● **WORK TASK**
Using the listing below, return every line that includes "CapacityOverflow".

● **DATA RECORDS**
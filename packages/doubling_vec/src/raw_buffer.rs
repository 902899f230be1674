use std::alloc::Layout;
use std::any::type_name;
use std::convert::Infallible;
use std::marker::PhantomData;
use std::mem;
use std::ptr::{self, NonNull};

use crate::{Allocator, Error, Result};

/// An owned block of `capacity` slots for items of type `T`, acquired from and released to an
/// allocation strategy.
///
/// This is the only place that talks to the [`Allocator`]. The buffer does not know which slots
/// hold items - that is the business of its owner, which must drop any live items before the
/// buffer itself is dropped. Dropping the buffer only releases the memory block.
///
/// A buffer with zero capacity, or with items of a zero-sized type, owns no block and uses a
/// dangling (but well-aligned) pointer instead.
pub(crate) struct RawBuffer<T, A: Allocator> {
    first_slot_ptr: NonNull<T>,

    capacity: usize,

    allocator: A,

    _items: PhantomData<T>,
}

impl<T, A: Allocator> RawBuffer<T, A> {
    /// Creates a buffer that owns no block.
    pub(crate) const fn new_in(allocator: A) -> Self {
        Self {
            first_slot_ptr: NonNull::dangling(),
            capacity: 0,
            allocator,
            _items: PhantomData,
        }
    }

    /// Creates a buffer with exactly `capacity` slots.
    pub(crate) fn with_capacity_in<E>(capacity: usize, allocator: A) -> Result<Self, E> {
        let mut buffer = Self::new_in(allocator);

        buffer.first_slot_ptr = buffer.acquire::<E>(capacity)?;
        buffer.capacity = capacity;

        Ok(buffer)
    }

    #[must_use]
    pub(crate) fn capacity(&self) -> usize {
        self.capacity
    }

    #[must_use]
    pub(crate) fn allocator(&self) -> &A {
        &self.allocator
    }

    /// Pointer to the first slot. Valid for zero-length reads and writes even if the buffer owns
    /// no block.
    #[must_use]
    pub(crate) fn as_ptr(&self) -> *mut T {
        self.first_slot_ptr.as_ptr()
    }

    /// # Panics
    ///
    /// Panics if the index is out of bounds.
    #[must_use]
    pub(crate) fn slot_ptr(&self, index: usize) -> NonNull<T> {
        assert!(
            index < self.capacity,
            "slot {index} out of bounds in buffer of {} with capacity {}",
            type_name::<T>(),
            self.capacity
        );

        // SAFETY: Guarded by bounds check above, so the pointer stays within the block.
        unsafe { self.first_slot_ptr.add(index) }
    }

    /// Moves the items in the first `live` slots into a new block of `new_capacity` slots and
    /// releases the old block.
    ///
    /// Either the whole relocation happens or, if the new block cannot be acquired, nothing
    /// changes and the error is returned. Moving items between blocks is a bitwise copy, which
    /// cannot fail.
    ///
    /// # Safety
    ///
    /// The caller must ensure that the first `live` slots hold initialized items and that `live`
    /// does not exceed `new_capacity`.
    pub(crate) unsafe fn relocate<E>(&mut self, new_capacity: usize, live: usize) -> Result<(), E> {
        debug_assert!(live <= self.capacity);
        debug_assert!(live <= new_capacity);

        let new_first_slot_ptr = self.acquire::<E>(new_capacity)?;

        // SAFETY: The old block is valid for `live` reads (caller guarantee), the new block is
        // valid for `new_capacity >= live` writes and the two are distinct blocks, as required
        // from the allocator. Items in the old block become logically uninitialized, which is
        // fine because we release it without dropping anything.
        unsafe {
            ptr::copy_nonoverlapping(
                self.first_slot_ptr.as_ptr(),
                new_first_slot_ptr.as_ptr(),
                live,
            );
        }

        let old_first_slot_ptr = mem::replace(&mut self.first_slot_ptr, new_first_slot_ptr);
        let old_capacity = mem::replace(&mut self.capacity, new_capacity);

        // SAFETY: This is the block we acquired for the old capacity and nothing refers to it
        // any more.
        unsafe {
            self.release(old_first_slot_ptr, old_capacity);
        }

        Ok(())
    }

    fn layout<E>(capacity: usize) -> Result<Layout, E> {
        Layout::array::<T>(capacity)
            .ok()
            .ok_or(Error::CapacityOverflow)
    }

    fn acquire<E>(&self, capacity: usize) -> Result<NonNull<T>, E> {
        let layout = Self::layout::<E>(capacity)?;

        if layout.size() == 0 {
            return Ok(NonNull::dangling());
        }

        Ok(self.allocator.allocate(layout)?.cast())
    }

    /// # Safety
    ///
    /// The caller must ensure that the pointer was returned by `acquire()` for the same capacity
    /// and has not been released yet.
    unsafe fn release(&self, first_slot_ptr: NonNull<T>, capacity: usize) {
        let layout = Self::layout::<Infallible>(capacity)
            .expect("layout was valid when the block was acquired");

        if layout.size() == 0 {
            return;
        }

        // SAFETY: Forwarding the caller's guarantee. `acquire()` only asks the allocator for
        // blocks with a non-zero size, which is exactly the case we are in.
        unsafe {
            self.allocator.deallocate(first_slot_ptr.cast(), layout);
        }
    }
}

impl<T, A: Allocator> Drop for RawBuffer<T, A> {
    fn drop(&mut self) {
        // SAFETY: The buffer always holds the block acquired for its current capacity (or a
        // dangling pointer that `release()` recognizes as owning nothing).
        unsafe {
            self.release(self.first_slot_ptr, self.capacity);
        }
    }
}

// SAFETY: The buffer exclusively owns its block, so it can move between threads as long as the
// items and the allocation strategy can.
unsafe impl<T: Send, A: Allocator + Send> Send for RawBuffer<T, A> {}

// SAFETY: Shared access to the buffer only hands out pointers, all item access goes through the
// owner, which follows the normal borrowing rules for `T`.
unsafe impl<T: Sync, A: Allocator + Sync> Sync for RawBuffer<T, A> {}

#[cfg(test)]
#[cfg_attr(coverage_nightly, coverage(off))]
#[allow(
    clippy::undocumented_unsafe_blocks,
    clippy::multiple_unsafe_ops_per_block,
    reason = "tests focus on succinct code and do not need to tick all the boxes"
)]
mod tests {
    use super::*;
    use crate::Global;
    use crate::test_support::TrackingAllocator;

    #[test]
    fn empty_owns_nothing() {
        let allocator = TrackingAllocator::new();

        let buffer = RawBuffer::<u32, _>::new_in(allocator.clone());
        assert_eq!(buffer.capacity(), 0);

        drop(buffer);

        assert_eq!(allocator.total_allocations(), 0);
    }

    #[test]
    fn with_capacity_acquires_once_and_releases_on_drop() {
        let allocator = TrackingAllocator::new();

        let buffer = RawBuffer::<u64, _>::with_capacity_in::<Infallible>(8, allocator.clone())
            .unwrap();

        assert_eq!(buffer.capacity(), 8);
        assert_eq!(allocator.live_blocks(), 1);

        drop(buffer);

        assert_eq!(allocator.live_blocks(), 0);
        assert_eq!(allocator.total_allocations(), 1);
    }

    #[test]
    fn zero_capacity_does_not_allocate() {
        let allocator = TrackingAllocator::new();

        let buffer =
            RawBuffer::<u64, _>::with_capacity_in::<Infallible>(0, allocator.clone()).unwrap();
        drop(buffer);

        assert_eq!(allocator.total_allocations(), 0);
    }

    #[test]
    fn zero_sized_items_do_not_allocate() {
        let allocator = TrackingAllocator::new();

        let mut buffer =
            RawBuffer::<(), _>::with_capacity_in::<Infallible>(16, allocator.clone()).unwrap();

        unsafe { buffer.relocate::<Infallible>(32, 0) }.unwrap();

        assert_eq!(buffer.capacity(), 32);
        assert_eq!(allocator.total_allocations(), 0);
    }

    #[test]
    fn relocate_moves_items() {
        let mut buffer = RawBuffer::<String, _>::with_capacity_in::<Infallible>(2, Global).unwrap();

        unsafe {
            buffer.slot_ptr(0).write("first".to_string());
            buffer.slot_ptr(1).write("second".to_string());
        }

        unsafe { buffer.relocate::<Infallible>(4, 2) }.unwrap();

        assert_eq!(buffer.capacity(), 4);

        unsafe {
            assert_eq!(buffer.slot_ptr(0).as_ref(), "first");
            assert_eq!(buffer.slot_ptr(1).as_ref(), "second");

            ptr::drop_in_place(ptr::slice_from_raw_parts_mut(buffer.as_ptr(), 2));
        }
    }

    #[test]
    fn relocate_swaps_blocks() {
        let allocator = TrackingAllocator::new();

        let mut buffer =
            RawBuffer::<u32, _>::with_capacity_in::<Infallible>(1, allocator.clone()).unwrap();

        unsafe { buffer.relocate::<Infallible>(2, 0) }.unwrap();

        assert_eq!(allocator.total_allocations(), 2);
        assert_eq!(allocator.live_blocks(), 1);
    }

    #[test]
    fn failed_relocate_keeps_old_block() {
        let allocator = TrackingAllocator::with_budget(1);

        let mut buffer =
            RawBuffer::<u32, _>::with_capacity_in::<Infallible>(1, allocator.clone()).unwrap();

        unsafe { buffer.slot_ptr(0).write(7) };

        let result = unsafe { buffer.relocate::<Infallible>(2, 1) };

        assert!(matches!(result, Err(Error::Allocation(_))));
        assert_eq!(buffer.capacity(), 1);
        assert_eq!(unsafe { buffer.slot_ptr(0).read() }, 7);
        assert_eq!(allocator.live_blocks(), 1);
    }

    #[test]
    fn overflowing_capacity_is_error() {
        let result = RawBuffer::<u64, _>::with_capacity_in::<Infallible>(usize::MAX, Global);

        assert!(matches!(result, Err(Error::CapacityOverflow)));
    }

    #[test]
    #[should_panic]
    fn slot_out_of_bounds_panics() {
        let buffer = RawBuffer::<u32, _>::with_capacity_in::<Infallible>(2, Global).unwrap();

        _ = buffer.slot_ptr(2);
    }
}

...

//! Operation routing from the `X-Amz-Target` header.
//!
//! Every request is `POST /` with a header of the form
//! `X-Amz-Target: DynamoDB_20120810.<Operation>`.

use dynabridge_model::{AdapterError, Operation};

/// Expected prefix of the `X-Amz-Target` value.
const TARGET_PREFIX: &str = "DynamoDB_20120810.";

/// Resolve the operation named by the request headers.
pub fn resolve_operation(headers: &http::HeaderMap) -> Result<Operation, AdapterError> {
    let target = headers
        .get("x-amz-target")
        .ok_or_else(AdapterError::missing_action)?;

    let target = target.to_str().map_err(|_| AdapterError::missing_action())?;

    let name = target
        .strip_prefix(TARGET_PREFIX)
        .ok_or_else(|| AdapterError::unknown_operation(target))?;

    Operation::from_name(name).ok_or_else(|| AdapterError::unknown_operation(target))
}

● **OUTPUT BELOW**
            .ok_or(Error::CapacityOverflow)
        assert!(matches!(result, Err(Error::CapacityOverflow)));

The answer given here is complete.